The AlN/patterned-Si substrate was then used to grow and fabricated into a deep UV-LED device, with the schematic of this device shown in Fig. 3. First, we loaded the substrate into another MOCVD reactor to grow the deep UV-LED structure with an approximate 1.3 µm n-Al0.6Ga0.4N layer by doping Si, and then a three-undoped Al0.2Ga0.8N/Al0.7Ga0.3N MQWs/barriers layer was continuously grown with about 2 nm and 6 nm for each well and barrier layer, respectively. A 25 nm p-Al0.95Ga0.05N layer doped with Mg was used as an electron-blocking layer (EBL), and finally, an approximately 100 nm transparent p-Al0.7Ga0.3N layer was grown on the top for the contact layer with the p-type doping concentration to be expected at about 1016/cm3. All these layers were grown using a low-pressure MOCVD reactor with detailed growth conditions are listed in Table 1. The p-AlGaN contact layer was grown at 1150 °C, and the other layers at 1200 °C. The growth pressure is kept in constant for all layers at 76 Torr. After the growth, the sample was heated at 850 °C in a N2 atmosphere for 50 min. Ni/Au metal and In balls were then used as p- and n-contact electrodes, respectively. The thickness of the Ni and Au components of the p-electrode were about 15 nm and 25 nm, respectively, and the final device is shown in the inset of Fig. 4. The transparent p-AlGaN layer was one of keys contributor to improving the light extraction efficiency of the deep UV-LED. The transmittance of the p-AlGaN with about 70% Al composition has been carried out6 and found that transmittance ratio exceeded 95% for the wavelength range from 250 nm to 400 nm.

Figure 3
figure3

Schematic of the deep UV-LED structure grown on the micro-circle-patterned Si substrate with a transparent p-AlGaN layer and an electron-blocking layer.

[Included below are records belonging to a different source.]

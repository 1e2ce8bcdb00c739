// Copyright 2025 The Tangle Developers
//
// Licensed under the Apache License, Version 2.0 (the "License"); you may not use this file except
// in compliance with the License.You may obtain a copy of the License at
//
//     https://www.apache.org/licenses/LICENSE-2.0
//
// Unless required by applicable law or agreed to in writing, software distributed under the License
// is distributed on an "AS IS" BASIS, WITHOUT WARRANTIES OR CONDITIONS OF ANY KIND, either express
// or implied. See the License for the specific language governing permissions and limitations under
// the License.

pub mod bit_table;
pub mod bit_vec;
pub mod word;
// Copyright 2025 The Tangle Developers
//
// Licensed under the Apache License, Version 2.0 (the "License"); you may not use this file except
// in compliance with the License.You may obtain a copy of the License at
//
//     https://www.apache.org/licenses/LICENSE-2.0
//
// Unless required by applicable law or agreed to in writing, software distributed under the License
// is distributed on an "AS IS" BASIS, WITHOUT WARRANTIES OR CONDITIONS OF ANY KIND, either express
// or implied. See the License for the specific language governing permissions and limitations under
// the License.

use rand::SeedableRng;
pub use rand_chacha::ChaCha8Rng;

/// The simulator RNG. One instance per simulator; never shared.
pub type SimRng = ChaCha8Rng;

/// Builds a simulator RNG from an explicit seed, or from OS entropy when no
/// seed is given. The same seed always yields the same stream.
#[must_use]
pub fn seeded_rng(seed: Option<u64>) -> SimRng {
    match seed {
        Some(seed) => SimRng::seed_from_u64(seed),
        None => SimRng::from_os_rng(),
    }
}
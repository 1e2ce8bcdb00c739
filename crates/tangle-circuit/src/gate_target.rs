// Copyright 2025 The Tangle Developers
//
// Licensed under the Apache License, Version 2.0 (the "License"); you may not use this file except
// in compliance with the License.You may obtain a copy of the License at
//
//     https://www.apache.org/licenses/LICENSE-2.0
//
// Unless required by applicable law or agreed to in writing, software distributed under the License
// is distributed on an "AS IS" BASIS, WITHOUT WARRANTIES OR CONDITIONS OF ANY KIND, either express
// or implied. See the License for the specific language governing permissions and limitations under
// the License.

use std::fmt;

/// The bottom 24 bits of a target word hold the value (qubit index or record
/// lookback distance).
pub const TARGET_VALUE_MASK: u32 = (1 << 24) - 1;
/// Set on measurement targets whose recorded result should be inverted.
pub const TARGET_INVERTED_BIT: u32 = 1 << 31;
/// The target Pauli has an X component.
pub const TARGET_PAULI_X_BIT: u32 = 1 << 30;
/// The target Pauli has a Z component.
pub const TARGET_PAULI_Z_BIT: u32 = 1 << 29;
/// The value is a lookback distance into the measurement record.
pub const TARGET_RECORD_BIT: u32 = 1 << 28;
/// A combiner between adjacent targets. Reserved; no current gate produces it.
pub const TARGET_COMBINER_BIT: u32 = 1 << 27;

/// One instruction target, packed into 32 bits.
///
/// A plain qubit target is just the qubit index. The top byte carries flag
/// bits for inverted results, Pauli components (X|Z together denote Y), and
/// measurement-record lookbacks.
#[derive(Copy, Clone, PartialEq, Eq, Hash, Default)]
pub struct GateTarget {
    pub data: u32,
}

impl GateTarget {
    #[must_use]
    pub fn qubit(q: u32) -> Self {
        debug_assert!(q <= TARGET_VALUE_MASK);
        GateTarget { data: q }
    }

    #[must_use]
    pub fn inverted_qubit(q: u32) -> Self {
        GateTarget {
            data: q | TARGET_INVERTED_BIT,
        }
    }

    #[must_use]
    pub fn pauli_x(q: u32) -> Self {
        GateTarget {
            data: q | TARGET_PAULI_X_BIT,
        }
    }

    #[must_use]
    pub fn pauli_y(q: u32) -> Self {
        GateTarget {
            data: q | TARGET_PAULI_X_BIT | TARGET_PAULI_Z_BIT,
        }
    }

    #[must_use]
    pub fn pauli_z(q: u32) -> Self {
        GateTarget {
            data: q | TARGET_PAULI_Z_BIT,
        }
    }

    /// A `rec[-lookback]` target. `lookback` must be at least 1.
    #[must_use]
    pub fn rec(lookback: u32) -> Self {
        debug_assert!(lookback >= 1 && lookback <= TARGET_VALUE_MASK);
        GateTarget {
            data: lookback | TARGET_RECORD_BIT,
        }
    }

    /// A raw data word (used by `REPEAT`'s packed block parameters).
    #[must_use]
    pub fn raw(data: u32) -> Self {
        GateTarget { data }
    }

    /// The low 24-bit value field.
    #[inline]
    #[must_use]
    pub fn value(self) -> u32 {
        self.data & TARGET_VALUE_MASK
    }

    /// The value field as a qubit index.
    #[inline]
    #[must_use]
    pub fn qubit_value(self) -> usize {
        self.value() as usize
    }

    #[inline]
    #[must_use]
    pub fn is_inverted_result(self) -> bool {
        self.data & TARGET_INVERTED_BIT != 0
    }

    #[inline]
    #[must_use]
    pub fn is_measurement_record(self) -> bool {
        self.data & TARGET_RECORD_BIT != 0
    }

    #[inline]
    #[must_use]
    pub fn has_pauli_x(self) -> bool {
        self.data & TARGET_PAULI_X_BIT != 0
    }

    #[inline]
    #[must_use]
    pub fn has_pauli_z(self) -> bool {
        self.data & TARGET_PAULI_Z_BIT != 0
    }

    #[inline]
    #[must_use]
    pub fn is_pauli(self) -> bool {
        self.data & (TARGET_PAULI_X_BIT | TARGET_PAULI_Z_BIT) != 0
    }

    #[inline]
    #[must_use]
    pub fn is_combiner(self) -> bool {
        self.data & TARGET_COMBINER_BIT != 0
    }

    /// True when the target is a plain qubit (possibly result-inverted).
    #[inline]
    #[must_use]
    pub fn is_qubit(self) -> bool {
        self.data & (TARGET_PAULI_X_BIT | TARGET_PAULI_Z_BIT | TARGET_RECORD_BIT | TARGET_COMBINER_BIT)
            == 0
    }
}

impl fmt::Display for GateTarget {
    fn fmt(&self, f: &mut fmt::Formatter<'_>) -> fmt::Result {
        if self.is_inverted_result() {
            write!(f, "!")?;
        }
        if self.is_pauli() {
            let x = self.has_pauli_x();
            let z = self.has_pauli_z();
            let c = match (x, z) {
                (true, false) => 'X',
                (false, true) => 'Z',
                (true, true) => 'Y',
                (false, false) => unreachable!(),
            };
            write!(f, "{c}")?;
        }
        if self.is_measurement_record() {
            write!(f, "rec[-{}]", self.value())
        } else {
            write!(f, "{}", self.value())
        }
    }
}

impl fmt::Debug for GateTarget {
    fn fmt(&self, f: &mut fmt::Formatter<'_>) -> fmt::Result {
        write!(f, "GateTarget({self})")
    }
}

#[cfg(test)]
mod tests {
    use super::*;

    #[test]
    fn packing() {
        let q = GateTarget::qubit(17);
        assert_eq!(q.value(), 17);
        assert!(q.is_qubit() && !q.is_pauli() && !q.is_measurement_record());

        let r = GateTarget::rec(3);
        assert!(r.is_measurement_record());
        assert_eq!(r.value(), 3);

        let y = GateTarget::pauli_y(90);
        assert!(y.has_pauli_x() && y.has_pauli_z());
        assert_eq!(y.value(), 90);

        let inv = GateTarget::inverted_qubit(2);
        assert!(inv.is_inverted_result() && inv.is_qubit());
    }

    #[test]
    fn display() {
        assert_eq!(GateTarget::qubit(5).to_string(), "5");
        assert_eq!(GateTarget::inverted_qubit(5).to_string(), "!5");
        assert_eq!(GateTarget::rec(2).to_string(), "rec[-2]");
        assert_eq!(GateTarget::pauli_x(90).to_string(), "X90");
        assert_eq!(GateTarget::pauli_y(91).to_string(), "Y91");
        assert_eq!(GateTarget::pauli_z(92).to_string(), "Z92");
    }
}
//! Integration test utilities for the Onflix player
//!
//! This module provides the pieces the scenario tests share:
//! - A scripted stream resolver with per-content delays and failures
//! - A progress sink that records everything it is given
//! - A fixture wiring both to a controller on a simulated element

use async_trait::async_trait;
use onflix_player::api::{
    ContentIdentity, ProgressReport, ProgressSink, StreamDescriptor, StreamRequest, StreamResolver,
    SubtitleTrack,
};
use onflix_player::player::{
    media_channel, PlaybackController, PlayerConfig, PlayerEvent, SimulatedMedia,
};
use onflix_player::utils::{Result, StreamUnavailable};
use onflix_player::Quality;
use parking_lot::Mutex;
use std::collections::HashMap;
use std::sync::Arc;
use std::time::Duration;

/// Resolver whose answers are scripted per content id and quality
#[derive(Default)]
pub struct ScriptedResolver {
    delays: Mutex<HashMap<String, Duration>>,
    quality_delays: Mutex<HashMap<(String, Quality), Duration>>,
    failures: Mutex<HashMap<(String, Quality), StreamUnavailable>>,
    calls: Mutex<Vec<StreamRequest>>,
}

impl ScriptedResolver {
    pub fn new() -> Arc<Self> {
        Arc::new(Self::default())
    }

    /// Delay every answer for `content_id`
    pub fn delay(&self, content_id: &str, delay: Duration) {
        self.delays.lock().insert(content_id.to_string(), delay);
    }

    /// Delay answers for `content_id` at `quality`, overriding [`Self::delay`]
    pub fn delay_quality(&self, content_id: &str, quality: Quality, delay: Duration) {
        self.quality_delays
            .lock()
            .insert((content_id.to_string(), quality), delay);
    }

    /// Fail requests for `content_id` at `quality`
    pub fn fail(&self, content_id: &str, quality: Quality, reason: StreamUnavailable) {
        self.failures.lock().insert((content_id.to_string(), quality), reason);
    }

    pub fn heal(&self) {
        self.failures.lock().clear();
    }

    pub fn calls(&self) -> Vec<StreamRequest> {
        self.calls.lock().clone()
    }

    /// URL the resolver hands out for a request
    pub fn url_for(content_id: &str, quality: &Quality) -> String {
        format!("https://cdn.onflix.test/{}/{}.m3u8", content_id, quality)
    }
}

#[async_trait]
impl StreamResolver for ScriptedResolver {
    async fn resolve(
        &self,
        request: &StreamRequest,
    ) -> std::result::Result<StreamDescriptor, StreamUnavailable> {
        self.calls.lock().push(request.clone());
        let content_id = request.identity.content_id.clone();

        let delay = self
            .quality_delays
            .lock()
            .get(&(content_id.clone(), request.quality.clone()))
            .copied()
            .or_else(|| self.delays.lock().get(&content_id).copied());
        if let Some(delay) = delay {
            tokio::time::sleep(delay).await;
        }

        let failure = self
            .failures
            .lock()
            .get(&(content_id.clone(), request.quality.clone()))
            .cloned();
        if let Some(reason) = failure {
            return Err(reason);
        }

        Ok(StreamDescriptor {
            stream_url: Self::url_for(&content_id, &request.quality),
            qualities: ["480p", "720p", "1080p"].iter().map(|q| Quality::from_label(q)).collect(),
            subtitles: vec![SubtitleTrack {
                language: "en".to_string(),
                url: format!("https://cdn.onflix.test/{}/en.vtt", content_id),
            }],
        })
    }
}

/// Sink that records reports and watched marks
#[derive(Default)]
pub struct RecordingSink {
    reports: Mutex<Vec<ProgressReport>>,
    watched: Mutex<Vec<ContentIdentity>>,
}

impl RecordingSink {
    pub fn new() -> Arc<Self> {
        Arc::new(Self::default())
    }

    pub fn reports(&self) -> Vec<ProgressReport> {
        self.reports.lock().clone()
    }

    pub fn watched(&self) -> Vec<ContentIdentity> {
        self.watched.lock().clone()
    }
}

#[async_trait]
impl ProgressSink for RecordingSink {
    async fn report(&self, report: &ProgressReport) -> Result<()> {
        self.reports.lock().push(report.clone());
        Ok(())
    }

    async fn mark_watched(&self, identity: &ContentIdentity) -> Result<()> {
        self.watched.lock().push(identity.clone());
        Ok(())
    }
}

/// Controller on a simulated element with scripted collaborators
pub struct TestFixture {
    pub controller: PlaybackController,
    pub media: SimulatedMedia,
    pub resolver: Arc<ScriptedResolver>,
    pub sink: Arc<RecordingSink>,
    pub events: Arc<Mutex<Vec<PlayerEvent>>>,
}

impl TestFixture {
    /// Every simulated source lasts `duration` seconds
    pub fn new(duration: f64) -> Self {
        Self::with_config(duration, PlayerConfig::default())
    }

    pub fn with_config(duration: f64, config: PlayerConfig) -> Self {
        let (tx, rx) = media_channel();
        let media = SimulatedMedia::new(tx, duration);
        let resolver = ScriptedResolver::new();
        let sink = RecordingSink::new();
        let mut controller = PlaybackController::new(
            Box::new(media.clone()),
            rx,
            resolver.clone(),
            sink.clone(),
            config,
        );

        let events = Arc::new(Mutex::new(Vec::new()));
        let recorded = Arc::clone(&events);
        controller.add_event_handler(Box::new(move |event: &PlayerEvent| {
            recorded.lock().push(event.clone());
        }));

        Self {
            controller,
            media,
            resolver,
            sink,
            events,
        }
    }

    /// Advance the element clock in whole seconds, processing events after each
    pub async fn play_for(&mut self, seconds: u64) {
        for _ in 0..seconds {
            tokio::time::advance(Duration::from_secs(1)).await;
            self.media.advance(Duration::from_secs(1));
            self.controller.process_pending();
        }
    }

    /// Let spawned deliveries run
    pub async fn flush(&self) {
        for _ in 0..4 {
            tokio::task::yield_now().await;
        }
    }

    pub fn events(&self) -> Vec<PlayerEvent> {
        self.events.lock().clone()
    }
}
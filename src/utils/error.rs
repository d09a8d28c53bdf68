//! Error types for the Onflix player
//!
//! This module defines the error taxonomy used by the playback controller.
//! We use thiserror for the library error types and anyhow for
//! binary-level error handling.

use crate::player::Quality;
use thiserror::Error;

/// Reasons a stream descriptor could not be resolved
#[derive(Error, Debug, Clone, PartialEq, Eq)]
pub enum StreamUnavailable {
    /// Transport failure or server-side error
    #[error("network failure: {0}")]
    Network(String),

    /// Content or episode does not exist
    #[error("content not found: {0}")]
    NotFound(String),

    /// The account is not entitled to this content or quality
    #[error("entitlement denied: {0}")]
    Denied(String),

    /// The backend answered with something we could not use
    #[error("invalid response: {0}")]
    InvalidResponse(String),
}

/// Main error type for the player
#[derive(Error, Debug)]
pub enum PlayerError {
    /// Stream descriptor fetch failed
    #[error("Stream unavailable: {0}")]
    StreamUnavailable(#[from] StreamUnavailable),

    /// Media element reported a decode or network error mid-playback
    #[error("Playback error: {0}")]
    Playback(String),

    /// Fetching a descriptor for a new quality failed
    #[error("Quality switch to {quality} failed: {reason}")]
    QualitySwitch {
        quality: Quality,
        reason: StreamUnavailable,
    },

    /// Progress delivery failed
    #[error("Progress delivery failed: {0}")]
    Progress(String),

    /// Configuration errors
    #[error("Configuration error: {0}")]
    Config(String),

    /// File I/O errors
    #[error("File error: {0}")]
    FileIO(#[from] std::io::Error),

    /// Invalid input errors
    #[error("Invalid input: {0}")]
    InvalidInput(String),
}

impl PlayerError {
    /// Whether the retry affordance should be offered
    ///
    /// A failed quality switch leaves the previous stream playing, so there
    /// is nothing to retry.
    pub fn is_retryable(&self) -> bool {
        matches!(self, PlayerError::StreamUnavailable(_) | PlayerError::Playback(_))
    }
}

/// Convenience type alias for Results in the player
pub type Result<T> = std::result::Result<T, PlayerError>;

/// Extension trait for converting other errors to PlayerError
pub trait IntoPlayerError<T> {
    /// Convert this error into a PlayerError with the given context
    fn config_err(self, context: &str) -> Result<T>;
    fn progress_err(self, context: &str) -> Result<T>;
}

impl<T, E: std::fmt::Display> IntoPlayerError<T> for std::result::Result<T, E> {
    fn config_err(self, context: &str) -> Result<T> {
        self.map_err(|e| PlayerError::Config(format!("{}: {}", context, e)))
    }

    fn progress_err(self, context: &str) -> Result<T> {
        self.map_err(|e| PlayerError::Progress(format!("{}: {}", context, e)))
    }
}
//! Onflix player
//!
//! Headless playback controller for the Onflix streaming storefront: it
//! resolves a stream for a content/episode, drives a media element through
//! its lifecycle and reports watch progress back to the backend.

pub mod api;
pub mod player;
pub mod utils;

pub use api::{ApiClient, ContentIdentity, ProgressSink, StreamDescriptor, StreamResolver};
pub use player::{
    LoadOptions, PlaybackController, PlaybackPhase, PlaybackState, PlayerCommand, PlayerConfig,
    PlayerEvent, PlayerSession, Quality,
};
pub use utils::{Config, PlayerError, Result};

Table 1 Growth conditions of a deep UV-LED on patterned Si substrate.
Figure 4
figure4

The electroluminescence spectrum was measured at room temperature under CW operation and various current injections. A single sharp peak without any shoulders was observed at a wavelength of 325 nm. The inset figure is the deep UV-LED device which was grown and fabricated on Si substrate and used to measure and present the data in this work.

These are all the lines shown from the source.